| Exercise directions |
Tell me how many lines in the data below hold the string "filename", and say nothing else.

| Data section |
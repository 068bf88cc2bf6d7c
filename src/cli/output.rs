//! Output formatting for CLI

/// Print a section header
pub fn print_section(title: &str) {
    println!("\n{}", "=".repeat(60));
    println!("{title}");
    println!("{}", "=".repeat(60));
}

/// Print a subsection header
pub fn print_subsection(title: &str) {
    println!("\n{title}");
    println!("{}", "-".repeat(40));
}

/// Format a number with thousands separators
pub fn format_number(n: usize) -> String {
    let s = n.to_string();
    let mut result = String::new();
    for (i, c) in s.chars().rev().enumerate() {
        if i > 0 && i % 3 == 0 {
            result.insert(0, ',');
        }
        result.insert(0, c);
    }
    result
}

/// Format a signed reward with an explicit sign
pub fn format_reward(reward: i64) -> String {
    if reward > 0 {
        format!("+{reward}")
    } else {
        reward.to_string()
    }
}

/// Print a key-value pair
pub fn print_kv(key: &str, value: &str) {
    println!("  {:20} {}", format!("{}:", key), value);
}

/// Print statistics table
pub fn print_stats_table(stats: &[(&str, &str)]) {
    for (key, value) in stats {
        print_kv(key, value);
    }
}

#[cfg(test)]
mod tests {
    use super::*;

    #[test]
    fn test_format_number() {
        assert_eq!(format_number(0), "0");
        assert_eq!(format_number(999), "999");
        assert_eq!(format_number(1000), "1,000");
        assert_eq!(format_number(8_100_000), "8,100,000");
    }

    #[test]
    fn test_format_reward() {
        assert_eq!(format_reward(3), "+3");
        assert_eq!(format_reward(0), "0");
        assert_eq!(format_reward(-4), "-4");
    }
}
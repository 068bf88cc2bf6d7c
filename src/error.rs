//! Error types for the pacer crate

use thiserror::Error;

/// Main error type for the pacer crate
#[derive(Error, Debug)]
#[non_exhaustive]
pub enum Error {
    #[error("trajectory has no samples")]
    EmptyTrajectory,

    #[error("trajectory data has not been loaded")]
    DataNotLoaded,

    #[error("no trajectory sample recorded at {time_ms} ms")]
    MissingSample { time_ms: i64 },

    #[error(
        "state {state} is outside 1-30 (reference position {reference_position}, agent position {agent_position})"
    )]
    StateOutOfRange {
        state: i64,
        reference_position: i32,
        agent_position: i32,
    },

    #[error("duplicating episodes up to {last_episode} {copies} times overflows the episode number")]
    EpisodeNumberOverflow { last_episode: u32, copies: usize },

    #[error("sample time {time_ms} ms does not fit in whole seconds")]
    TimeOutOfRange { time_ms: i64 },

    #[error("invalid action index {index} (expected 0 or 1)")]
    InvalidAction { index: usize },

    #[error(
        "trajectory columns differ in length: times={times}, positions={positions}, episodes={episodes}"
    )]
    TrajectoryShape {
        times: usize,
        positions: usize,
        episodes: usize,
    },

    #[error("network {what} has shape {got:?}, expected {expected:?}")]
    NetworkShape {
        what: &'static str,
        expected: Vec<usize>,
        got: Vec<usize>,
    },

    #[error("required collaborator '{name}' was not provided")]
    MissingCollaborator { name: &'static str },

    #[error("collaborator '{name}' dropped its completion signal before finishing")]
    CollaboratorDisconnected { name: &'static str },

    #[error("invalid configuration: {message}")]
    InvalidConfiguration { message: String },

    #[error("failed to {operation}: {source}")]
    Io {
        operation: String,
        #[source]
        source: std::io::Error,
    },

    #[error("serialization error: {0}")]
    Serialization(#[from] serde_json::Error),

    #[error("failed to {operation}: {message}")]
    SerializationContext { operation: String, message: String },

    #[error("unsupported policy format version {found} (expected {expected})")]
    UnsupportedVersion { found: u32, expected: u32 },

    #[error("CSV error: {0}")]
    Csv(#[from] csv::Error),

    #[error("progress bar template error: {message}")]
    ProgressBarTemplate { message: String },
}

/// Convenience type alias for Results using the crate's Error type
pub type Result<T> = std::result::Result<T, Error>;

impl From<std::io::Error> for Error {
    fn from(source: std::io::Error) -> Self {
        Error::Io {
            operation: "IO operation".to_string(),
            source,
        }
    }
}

| Written answer |
2